== Segment start ==

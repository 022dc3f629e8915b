//! Dual bound strengthening: restricting variables based on the locks of the constraints.
//!
//! A constraint locks a signed variable when decreasing it can violate the constraint. A signed
//! variable which is never locked below some value can always be decreased down to that value,
//! which is used to fix variables or to tighten their domains. When a signed variable is locked by
//! a single constraint, a number of local rewrites of that constraint become possible.

use std::hash::Hash;
use std::hash::Hasher;

use fnv::FnvHasher;
use log::debug;
use log::trace;

use crate::basic_types::Domain;
use crate::basic_types::PresolveError;
use crate::containers::HashMap;
use crate::containers::KeyedVec;
use crate::containers::StorageKey;
use crate::context::PresolveContext;
use crate::create_statistics_struct;
use crate::math::num_ext::at_min_or_max;
use crate::math::num_ext::cap_add;
use crate::math::num_ext::cap_prod;
use crate::math::num_ext::cap_sub;
use crate::math::num_ext::NumExt;
use crate::model::Constraint;
use crate::model::ConstraintId;
use crate::model::ConstraintKind;
use crate::model::LinearConstraint;
use crate::model::LinearExpression;
use crate::model::VarRef;
use crate::model::VariableId;
use crate::pumpkin_assert_simple;

create_statistics_struct!(
    /// Statistics of a single round of dual bound strengthening.
    DualBoundStrengtheningStatistics {
    num_fixed_variables: usize,
    num_tightened_domains: usize,
    num_deleted_constraints: usize,
    num_enforced_affine_relations: usize,
    num_encodings_merged: usize,
    num_encodings_added: usize,
    num_equivalent_literals: usize,
    num_duplicate_constraints: usize,
});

== Segment end ==

## TASK STATEMENT
Write down again, exactly as given, only the lines above that fall from the line with "use std::hash::Hasher;" to the line with "use crate::containers::StorageKey;", inclusive.

## EXERCISE RESULT
use std::hash::Hasher;

use fnv::FnvHasher;
use log::debug;
use log::trace;

use crate::basic_types::Domain;
use crate::basic_types::PresolveError;
use crate::containers::HashMap;
use crate::containers::KeyedVec;
use crate::containers::StorageKey;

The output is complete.